Saturday, August 11, 2012

A separate self?

To join in a collaborative effort can be a sublime experience! It is capable of giving rise to feelings of satisfaction, exhilaration, sweetness, joy, and pride. (The good kind.) What makes it sublime is that we know, even as the experience progresses, that it is possible only because of the involvement of the other individuals. We are involved in creating something significant which we could not do alone. While this experience is unfolding, our ordinary sense of a separate self is eclipsed by the perception of interdependence.

Perhaps, ultimately, there is only "we."

Sunday, June 12, 2011

Why can't we all just get along?

Is there anything more morally complicated than armed conflict? Both sides believe in their cause. Both mourn the sacrifices their young men and women make in their effort to defeat the other side. Both may even believe that "God is on their side" and will help vanquish the other.

The people I've met who devote their lives to military service are motivated by noble principles. The live their lives in the service of noble ideals -- honor, duty, country. Those in command are keenly aware of their responsibility to those who serve under them. Everyone works to achieve something they can only accomplish together. In the case of the armed forces, it is putting into effect the foreign policy goals of the country they serve. Whether the policy is misguided or not they will, acting honorably, still put it into effect.

It is a horrible thing to be on the receiving end of military power and, as individuals, we wouldn't wish that on anyone. But as citizens of a country engaging in the use of military force we are powerless to prevent or promote that use of force except in the indirect way of the ballot box. Once events are set in motion by our representatives, they seem to take on a life of their own. Heaven help those who get in the way.

It perhaps seems simplistic to suggest that aggression will only stop when we disarm our reactions, defuse our own anger, and create a society that values tolerance more than its own righteousness. But it has been done before. India is an independent nation because of its people's nonviolent non-cooperation with its British rulers. Eventually the British did just leave. Mahatma Ghandi made that happen.

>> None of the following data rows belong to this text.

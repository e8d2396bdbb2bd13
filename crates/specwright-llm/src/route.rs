//! Route resolution
//!
//! Pure mapping from {role, reason, model override} and configuration to a
//! primary route, an optional distinct fallback route and the output-token
//! ceiling each may use. Identical inputs always resolve identically.

use crate::config::{
    LlmConfig, ReasonGroup, Role, COMPAT_OUTPUT_TOKENS, DEFAULT_OUTPUT_TOKENS,
};
use crate::error::{Error, Result};
use specwright_core::mask_api_key;
use std::fmt;
use tracing::debug;

/// Resolved (provider, model, base_url, api_key) tuple for one role
#[derive(Clone, PartialEq, Eq)]
pub struct Route {
    /// Role the route was resolved for
    pub role: Role,
    /// Provider identity
    pub provider: String,
    /// Model name
    pub model: String,
    /// Chat-completions base URL
    pub base_url: String,
    /// Bearer API key (may be empty when nothing is configured)
    pub api_key: String,
}

impl Route {
    /// Identity used to deduplicate primary and fallback routes
    #[must_use]
    pub fn fingerprint(&self) -> String {
        format!("{}|{}|{}", self.provider, self.base_url, self.model)
    }
}

impl fmt::Debug for Route {
    fn fmt(&self, f: &mut fmt::Formatter<'_>) -> fmt::Result {
        f.debug_struct("Route")
            .field("role", &self.role)
            .field("provider", &self.provider)
            .field("model", &self.model)
            .field("base_url", &self.base_url)
            .field("api_key", &mask_api_key(&self.api_key))
            .finish()
    }
}
//! Reliability layer for structured LLM calls.
//!
//! Routes each call to a provider by role and reason, executes it with
//! JSON repair and schema-shape checking, falls back to a second route on
//! failure, verifies extracted values against their claimed evidence, and
//! accounts for every token spent. Providers sit behind one OpenAI-compatible
//! chat-completions wire; per-provider circuit breakers keep a failing
//! provider from stalling the pipeline.
//!
//! The usual entry point is [`LlmRouter::call_with_routing`]; the pieces
//! underneath (route resolution, the call executor, the evidence verifier)
//! are public for hosts that compose them differently.

#![forbid(unsafe_code)]
#![warn(missing_docs)]

pub mod client;
pub mod config;
pub mod error;
pub mod evidence;
pub mod images;
pub mod orchestrator;
pub mod repair;
pub mod route;
pub mod trace;
pub mod usage;

pub use client::{
    CallExecutor, CallOptions, CallResult, ChatTransport, HttpChatTransport,
};
pub use config::{LlmConfig, Role, RouteConfig};
pub use error::{Error, Result};
pub use evidence::{Candidate, EvidencePack, Rejection, Snippet};
pub use orchestrator::{CachePolicy, LlmRouter};
pub use route::{resolve_route, ResolvedRoute, Route};
pub use trace::{TraceLog, TraceRecord};
pub use usage::{CostRates, LlmUsage, UsageLedger, UsageSink, UsageStats};
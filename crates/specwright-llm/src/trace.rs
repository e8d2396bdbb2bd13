//! Ring-buffered call tracing
//!
//! Every executed call may leave one trace record. Full prompt/response text
//! is kept only under the explicit developer-mode flag; otherwise records
//! carry character counts alone, so traces stay safe to export.

use chrono::{DateTime, Utc};
use serde::Serialize;
use std::collections::VecDeque;
use std::sync::Mutex;

/// Default ring capacity
const DEFAULT_CAPACITY: usize = 256;

/// One traced call
#[derive(Debug, Clone, Serialize)]
pub struct TraceRecord {
    /// Record time
    pub timestamp: DateTime<Utc>,
    /// Caller-supplied reason
    pub reason: String,
    /// Provider attempted
    pub provider: String,
    /// Model attempted
    pub model: String,
    /// Outcome: "ok" or an error reason code
    pub outcome: String,
    /// Prompt length in characters
    pub prompt_chars: usize,
    /// Response length in characters
    pub response_chars: usize,
    /// Full prompt text (developer mode only)
    #[serde(skip_serializing_if = "Option::is_none")]
    pub prompt: Option<String>,
    /// Full response text (developer mode only)
    #[serde(skip_serializing_if = "Option::is_none")]
    pub response: Option<String>,
}

/// Fixed-capacity, redaction-aware trace sink
pub struct TraceLog {
    capacity: usize,
    dev_mode: bool,
    records: Mutex<VecDeque<TraceRecord>>,
}

impl TraceLog {
    /// Create a trace log. With `dev_mode` false, prompt/response text is
    /// reduced to character counts.
    #[must_use]
    pub fn new(capacity: usize, dev_mode: bool) -> Self {
        Self {
            capacity: capacity.max(1),
            dev_mode,
            records: Mutex::new(VecDeque::new()),
        }
    }

    /// Create with the default capacity
    #[must_use]
    pub fn with_defaults(dev_mode: bool) -> Self {
        Self::new(DEFAULT_CAPACITY, dev_mode)
    }

    /// Record one call, evicting the oldest record at capacity
    pub fn record(
        &self,
        reason: &str,
        provider: &str,
        model: &str,
        outcome: &str,
        prompt: &str,
        response: &str,
    ) {
        let record = TraceRecord {
            timestamp: Utc::now(),
            reason: reason.to_string(),
            provider: provider.to_string(),
            model: model.to_string(),
            outcome: outcome.to_string(),
            prompt_chars: prompt.chars().count(),
            response_chars: response.chars().count(),
            prompt: self.dev_mode.then(|| prompt.to_string()),
            response: self.dev_mode.then(|| response.to_string()),
        };

        let mut records = self.records.lock().expect("trace lock poisoned");
        if records.len() >= self.capacity {
            records.pop_front();
        }
        records.push_back(record);
    }

    /// Snapshot the buffered records, oldest first
    #[must_use]
    pub fn snapshot(&self) -> Vec<TraceRecord> {
        self.records
            .lock()
            .expect("trace lock poisoned")
            .iter()
            .cloned()
            .collect()
    }
}

#[cfg(test)]
mod tests {
    use super::*;

    #[test]
    fn test_redacts_text_outside_dev_mode() {
        let log = TraceLog::new(8, false);
        log.record("spec_extract", "openai", "gpt-4o-mini", "ok", "prompt text", "response");

        let records = log.snapshot();
        assert_eq!(records.len(), 1);
        assert_eq!(records[0].prompt_chars, 11);
        assert_eq!(records[0].response_chars, 8);
        assert!(records[0].prompt.is_none());
        assert!(records[0].response.is_none());
    }

    #[test]
    fn test_keeps_text_in_dev_mode() {
        let log = TraceLog::new(8, true);
        log.record("spec_extract", "openai", "gpt-4o-mini", "timeout", "p", "r");

        let records = log.snapshot();
        assert_eq!(records[0].prompt.as_deref(), Some("p"));
        assert_eq!(records[0].response.as_deref(), Some("r"));
        assert_eq!(records[0].outcome, "timeout");
    }

    #[test]
    fn test_ring_evicts_oldest() {
        let log = TraceLog::new(2, false);
        for reason in ["first", "second", "third"] {
            log.record(reason, "openai", "gpt-4o-mini", "ok", "", "");
        }

        let records = log.snapshot();
        assert_eq!(records.len(), 2);
        assert_eq!(records[0].reason, "second");
        assert_eq!(records[1].reason, "third");
    }
}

On a smaller scale, religious communities model the ideal of cooperation for the benefit of all in a very straightforward way. As one Buddhist monastic community in eastern Washington state has said, "All of us — Friends of Sravasti Abbey, benefactors, residents, and guests – are creating a network of spiritual community that is dedicated to creating peace in a chaotic world. We do this by helping each other to transform our minds into the very peace we seek."

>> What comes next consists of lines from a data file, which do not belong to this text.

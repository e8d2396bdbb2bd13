//! Configuration types for routing and execution
//!
//! These are plain serde types; loading them from files is the host's
//! concern. Only environment-variable fallbacks for provider credentials
//! are resolved inside this crate, at route-resolution time.

use serde::{Deserialize, Serialize};
use specwright_core::mask_api_key;
use std::collections::HashMap;
use std::fmt;

/// Default output-token cap when neither profile nor role cap applies
pub const DEFAULT_OUTPUT_TOKENS: u32 = 4_096;

/// Output-token ceiling for providers that do not honor arbitrary limits
pub const COMPAT_OUTPUT_TOKENS: u32 = 8_192;

/// Default number of inline images accepted per call
pub const DEFAULT_MAX_INLINE_IMAGES: usize = 4;

/// Default per-image size ceiling in bytes
pub const DEFAULT_MAX_IMAGE_BYTES: usize = 4 * 1024 * 1024;

/// Coarse call purpose driving default routing and token ceilings
#[derive(Debug, Clone, Copy, PartialEq, Eq, Hash, Serialize, Deserialize)]
#[serde(rename_all = "lowercase")]
pub enum Role {
    /// Discovery and planning calls
    Plan,
    /// Field extraction calls
    Extract,
    /// Validation and verification calls
    Validate,
    /// Report/content authoring calls
    Write,
}

/// Substring rules mapping free-form reason strings to roles.
/// First match wins, so the most specific reasons come first.
const ROLE_RULES: &[(&str, Role)] = &[
    ("discovery_planner", Role::Plan),
    ("verify_extract_fast", Role::Plan),
    ("plan", Role::Plan),
    ("author", Role::Write),
    ("write", Role::Write),
    ("validate", Role::Validate),
    ("verify", Role::Validate),
    ("extract", Role::Extract),
];

impl Role {
    /// Returns the string representation
    #[must_use]
    pub fn as_str(&self) -> &'static str {
        match self {
            Self::Plan => "plan",
            Self::Extract => "extract",
            Self::Validate => "validate",
            Self::Write => "write",
        }
    }

    /// Map a free-form reason string to a role.
    ///
    /// Reasons matching no rule default to `Extract`, the dominant caller.
    #[must_use]
    pub fn from_reason(reason: &str) -> Self {
        let lower = reason.to_lowercase();
        for (needle, role) in ROLE_RULES {
            if lower.contains(needle) {
                return *role;
            }
        }
        Self::Extract
    }
}

/// Reason group for per-group output-token caps
#[derive(Debug, Clone, Copy, PartialEq, Eq, Hash, Serialize, Deserialize)]
#[serde(rename_all = "lowercase")]
pub enum ReasonGroup {
    /// Cheap, short triage calls
    Triage,
    /// Latency-sensitive fast-path calls
    Fast,
    /// Long-form reasoning calls
    Reasoning,
    /// Everything else
    Default,
}

impl ReasonGroup {
    /// Classify a reason string into its cap group
    #[must_use]
    pub fn from_reason(reason: &str) -> Self {
        let lower = reason.to_lowercase();
        if lower.contains("triage") {
            Self::Triage
        } else if lower.contains("fast") {
            Self::Fast
        } else if lower.contains("reason") || lower.contains("deep") {
            Self::Reasoning
        } else {
            Self::Default
        }
    }
}

/// Output-token caps for one role, by reason group
#[derive(Debug, Clone, Default, Serialize, Deserialize)]
pub struct RoleCaps {
    /// Cap for triage-group reasons
    #[serde(default)]
    pub triage: Option<u32>,
    /// Cap for fast-group reasons
    #[serde(default)]
    pub fast: Option<u32>,
    /// Cap for reasoning-group reasons
    #[serde(default)]
    pub reasoning: Option<u32>,
    /// Cap for everything else
    #[serde(default)]
    pub default: Option<u32>,
}

impl RoleCaps {
    fn cap(&self, group: ReasonGroup) -> Option<u32> {
        match group {
            ReasonGroup::Triage => self.triage,
            ReasonGroup::Fast => self.fast,
            ReasonGroup::Reasoning => self.reasoning,
            ReasonGroup::Default => self.default,
        }
    }
}

/// Per-role and per-reason-group output-token cap table
#[derive(Debug, Clone, Default, Serialize, Deserialize)]
pub struct TokenCaps {
    /// Per-role overrides
    #[serde(default)]
    pub roles: HashMap<Role, RoleCaps>,
}

impl TokenCaps {
    /// Built-in cap for a reason group when no role override applies
    #[must_use]
    pub fn builtin_cap(group: ReasonGroup) -> u32 {
        match group {
            ReasonGroup::Triage => 1_024,
            ReasonGroup::Fast => 2_048,
            ReasonGroup::Reasoning => 8_192,
            ReasonGroup::Default => DEFAULT_OUTPUT_TOKENS,
        }
    }

    /// Resolve the cap for a role and reason group
    #[must_use]
    pub fn cap(&self, role: Role, group: ReasonGroup) -> u32 {
        self.roles
            .get(&role)
            .and_then(|caps| caps.cap(group))
            .unwrap_or_else(|| Self::builtin_cap(group))
    }
}

/// Per-model execution profile
#[derive(Debug, Clone, Serialize, Deserialize)]
pub struct ModelProfile {
    /// Maximum output tokens the model supports
    pub max_output_tokens: u32,
}

/// Fallback route settings for a role.
///
/// The provider may be omitted; it is then inferred from the model name.
#[derive(Clone, Serialize, Deserialize)]
pub struct FallbackConfig {
    /// Provider name (inferred from the model when absent)
    #[serde(default)]
    pub provider: Option<String>,
    /// Model name
    pub model: String,
    /// Base URL override
    #[serde(default)]
    pub base_url: Option<String>,
    /// API key override
    #[serde(default)]
    pub api_key: Option<String>,
}

impl fmt::Debug for FallbackConfig {
    fn fmt(&self, f: &mut fmt::Formatter<'_>) -> fmt::Result {
        f.debug_struct("FallbackConfig")
            .field("provider", &self.provider)
            .field("model", &self.model)
            .field("base_url", &self.base_url)
            .field(
                "api_key",
                &self.api_key.as_deref().map(mask_api_key),
            )
            .finish()
    }
}

/// Primary route settings for a role
#[derive(Clone, Serialize, Deserialize)]
pub struct RouteConfig {
    /// Provider name
    pub provider: String,
    /// Model name
    pub model: String,
    /// Base URL override
    #[serde(default)]
    pub base_url: Option<String>,
    /// API key override
    #[serde(default)]
    pub api_key: Option<String>,
    /// Optional fallback route
    #[serde(default)]
    pub fallback: Option<FallbackConfig>,
}

impl fmt::Debug for RouteConfig {
    fn fmt(&self, f: &mut fmt::Formatter<'_>) -> fmt::Result {
        f.debug_struct("RouteConfig")
            .field("provider", &self.provider)
            .field("model", &self.model)
            .field("base_url", &self.base_url)
            .field(
                "api_key",
                &self.api_key.as_deref().map(mask_api_key),
            )
            .field("fallback", &self.fallback)
            .finish()
    }
}

/// Circuit breaker tuning for provider calls
#[derive(Debug, Clone, Serialize, Deserialize)]
pub struct BreakerSettings {
    /// Consecutive failures before opening the circuit
    pub failure_threshold: u32,
    /// Cooldown in milliseconds before admitting a probe
    pub open_ms: u64,
}

impl Default for BreakerSettings {
    fn default() -> Self {
        Self {
            failure_threshold: 5,
            open_ms: 60_000,
        }
    }
}

/// Top-level configuration for the LLM layer
#[derive(Debug, Clone, Serialize, Deserialize)]
pub struct LlmConfig {
    /// Route settings per role
    pub roles: HashMap<Role, RouteConfig>,
    /// Output-token cap table
    #[serde(default)]
    pub token_caps: TokenCaps,
    /// Per-model profiles
    #[serde(default)]
    pub model_profiles: HashMap<String, ModelProfile>,
    /// Circuit breaker tuning
    #[serde(default)]
    pub breaker: BreakerSettings,
    /// Developer mode: trace records keep full prompt/response text
    #[serde(default)]
    pub dev_mode: bool,
    /// Maximum inline images per call
    #[serde(default = "default_max_inline_images")]
    pub max_inline_images: usize,
    /// Per-image size ceiling in bytes
    #[serde(default = "default_max_image_bytes")]
    pub max_image_bytes: usize,
}

fn default_max_inline_images() -> usize {
    DEFAULT_MAX_INLINE_IMAGES
}

fn default_max_image_bytes() -> usize {
    DEFAULT_MAX_IMAGE_BYTES
}

impl LlmConfig {
    /// Create a configuration with the given role table and defaults elsewhere
    #[must_use]
    pub fn new(roles: HashMap<Role, RouteConfig>) -> Self {
        Self {
            roles,
            token_caps: TokenCaps::default(),
            model_profiles: HashMap::new(),
            breaker: BreakerSettings::default(),
            dev_mode: false,
            max_inline_images: DEFAULT_MAX_INLINE_IMAGES,
            max_image_bytes: DEFAULT_MAX_IMAGE_BYTES,
        }
    }
}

All of us pursue that which we think will bring us happiness and avoid that which we think will bring us suffering. We just need to get better at it. Ultimately, our own thoughts and motivations determine whether we will be happy or not. We can transform our thought at a time.

Wednesday, June 8, 2011

If you're so smart, why ain't you rich?

I've asked myself this question a lot lately.  Having missed cashing in on the dot-com bubble and also missed cashing out before the precipitous collapse of 2008, what was I thinking?  Over the years of managing our personal investments with a goal of financial security and eventual retirement -- while it was relatively easy to maintain awareness of my motivations, plan trade entries and exits scientifically, and manage money carefully -- it seems that in the grand scheme of things, I blew it.  In my case, I discovered that getting into something (with due consideration) was always easier than getting out.  This particular flaw caused me to delay acting decisively ("Get out NOW!) when the bottom dropped out.  "Live and learn" doesn't seem very comforting at the moment.

Monday, June 6, 2011

Framing the question...

What's out there? It depends on what we're looking for, or looking through. The set of assumptions we bring to a problem, a scene, or a relationship will influence how we interpret what we are seeing or how we make sense of conflicting information. Those assumptions act much like a frame, defining a particular view. They also limit the view if we aren't aware of them.

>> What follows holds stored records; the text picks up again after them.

use crate::db::DatabaseError;
use serde::{Deserialize, Serialize};

/// Macro to generate enum with as_str + std::str::FromStr pattern
macro_rules! str_enum {
    ($name:ident { $($variant:ident => $s:literal),+ $(,)? }) => {
        #[derive(Debug, Clone, Copy, PartialEq, Eq, Hash, Serialize, Deserialize)]
        pub enum $name {
            $($variant),+
        }

        impl $name {
            pub fn as_str(&self) -> &'static str {
                match self {
                    $(Self::$variant => $s),+
                }
            }

            pub fn all() -> &'static [Self] {
                &[$(Self::$variant),+]
            }
        }

        impl std::fmt::Display for $name {
            fn fmt(&self, f: &mut std::fmt::Formatter<'_>) -> std::fmt::Result {
                f.write_str(self.as_str())
            }
        }

        impl std::str::FromStr for $name {
            type Err = DatabaseError;

            fn from_str(s: &str) -> Result<Self, Self::Err> {
                match s {
                    $($s => Ok(Self::$variant)),+,
                    _ => Err(DatabaseError::InvalidEnum {
                        field: stringify!($name).into(),
                        value: s.into(),
                    }),
                }
            }
        }
    };
}

// Keyword that opens a document title. The string doubles as the
// `tipos_documento.nome` the document is filed under.
str_enum!(DocumentClass {
    Portaria => "Portaria",
    Decreto => "Decreto",
    Lei => "Lei",
    InstrucaoNormativa => "Instrução Normativa",
    Resolucao => "Resolução",
    Manual => "Manual",
});

// Grouping key for aggregate counts.
str_enum!(Dimension {
    Type => "type",
    Organ => "organ",
    Year => "year",
});

#[cfg(test)]
mod tests {
    use std::str::FromStr;

    use super::*;

    #[test]
    fn document_class_round_trips_through_lookup_name() {
        for class in DocumentClass::all() {
            assert_eq!(DocumentClass::from_str(class.as_str()).unwrap(), *class);
        }
        assert_eq!(DocumentClass::InstrucaoNormativa.as_str(), "Instrução Normativa");
    }

    #[test]
    fn unknown_dimension_is_invalid_enum() {
        let err = Dimension::from_str("status").unwrap_err();
        assert!(
            matches!(err, DatabaseError::InvalidEnum { ref field, .. } if field == "Dimension")
        );
    }

    #[test]
    fn dimension_displays_as_str() {
        assert_eq!(Dimension::Year.to_string(), "year");
        assert_eq!(Dimension::all().len(), 3);
    }
}
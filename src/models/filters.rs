use serde::{Deserialize, Serialize};

#[derive(Debug, Default, Clone, Serialize, Deserialize)]
pub struct SearchFilters {
    pub type_id: Option<i64>,
    pub organ_id: Option<i64>,
    pub year: Option<i32>,
}

/// Lookup names resolved to foreign keys when a document is inserted.
#[derive(Debug, Clone, Serialize, Deserialize)]
pub struct LookupNames {
    pub type_name: String,
    pub organ_name: String,
    pub status_name: Option<String>,
    pub priority_name: Option<String>,
}

impl LookupNames {
    pub fn new(type_name: impl Into<String>, organ_name: impl Into<String>) -> Self {
        Self {
            type_name: type_name.into(),
            organ_name: organ_name.into(),
            status_name: None,
            priority_name: None,
        }
    }

    pub fn with_status(mut self, status: impl Into<String>) -> Self {
        self.status_name = Some(status.into());
        self
    }

    pub fn with_priority(mut self, priority: impl Into<String>) -> Self {
        self.priority_name = Some(priority.into());
        self
    }
}
//! Archive reports: aggregate counts and the document listing.

use std::collections::BTreeMap;

use crate::config::Config;
use crate::models::enums::Dimension;
use crate::models::DocumentListing;

/// Counts keyed by dimension name, then by dimension value.
pub type CountReport = BTreeMap<String, BTreeMap<String, i64>>;

/// Aggregate counts for one dimension, or all of them when `None`.
pub fn document_counts(
    config: &Config,
    dimension: Option<Dimension>,
) -> Result<CountReport, String> {
    let repository = super::open_repository(config)?;
    let dimensions: Vec<Dimension> = match dimension {
        Some(d) => vec![d],
        None => Dimension::all().to_vec(),
    };

    let mut report = CountReport::new();
    for d in dimensions {
        let counts = repository
            .count_by(d)
            .map_err(|e| format!("Failed to count by {d}: {e}"))?;
        report.insert(d.as_str().to_string(), counts);
    }
    Ok(report)
}

/// Every stored document with its lookup names.
pub fn list_documents(config: &Config) -> Result<Vec<DocumentListing>, String> {
    let repository = super::open_repository(config)?;
    repository
        .list()
        .map_err(|e| format!("Failed to list documents: {e}"))
}

#[cfg(test)]
mod tests {
    use super::*;
    use crate::commands::tests::test_config;

    #[test]
    fn all_dimensions_reported_when_none_given() {
        let dir = tempfile::tempdir().unwrap();
        let config = test_config(&dir);
        let report = document_counts(&config, None).unwrap();
        assert_eq!(
            report.keys().cloned().collect::<Vec<_>>(),
            vec!["organ".to_string(), "type".into(), "year".into()]
        );
        assert!(report.values().all(|counts| counts.is_empty()));
    }

    #[test]
    fn single_dimension_report() {
        let dir = tempfile::tempdir().unwrap();
        let config = test_config(&dir);
        let report = document_counts(&config, Some(Dimension::Year)).unwrap();
        assert_eq!(report.len(), 1);
        assert!(report.contains_key("year"));
    }

    #[test]
    fn listing_fresh_database_is_empty() {
        let dir = tempfile::tempdir().unwrap();
        let config = test_config(&dir);
        assert!(list_documents(&config).unwrap().is_empty());
    }
}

Thursday, December 16, 2010

How big is our world?

I wondered early on if other people saw the world as I did, and if so, was their experience the same? I had a feeling that each of us carried around an internal construction of "the world" based on our own point of view in a theatrical sense, i.e., we were the main character in our play and all the people and events in it were filtered through our perceptions and our interpretations of our perceptions. That was it...for each of us...individually. So how could our experience be the same?

But even if our experience is unique to our point of view, it is clear that we can and do learn from each other. I find the thought that our world is as big as our own perception of it a hopeful one. It seems that we can expand our capacities to the extent we are willing to explore their limits. The examples of Mahatma Gandhi, Mother Theresa, and the Dalai Lama give me an indication of how much we can grow in our capacity to help others, and develop inner qualities of generosity, compassion, patience, and tolerance.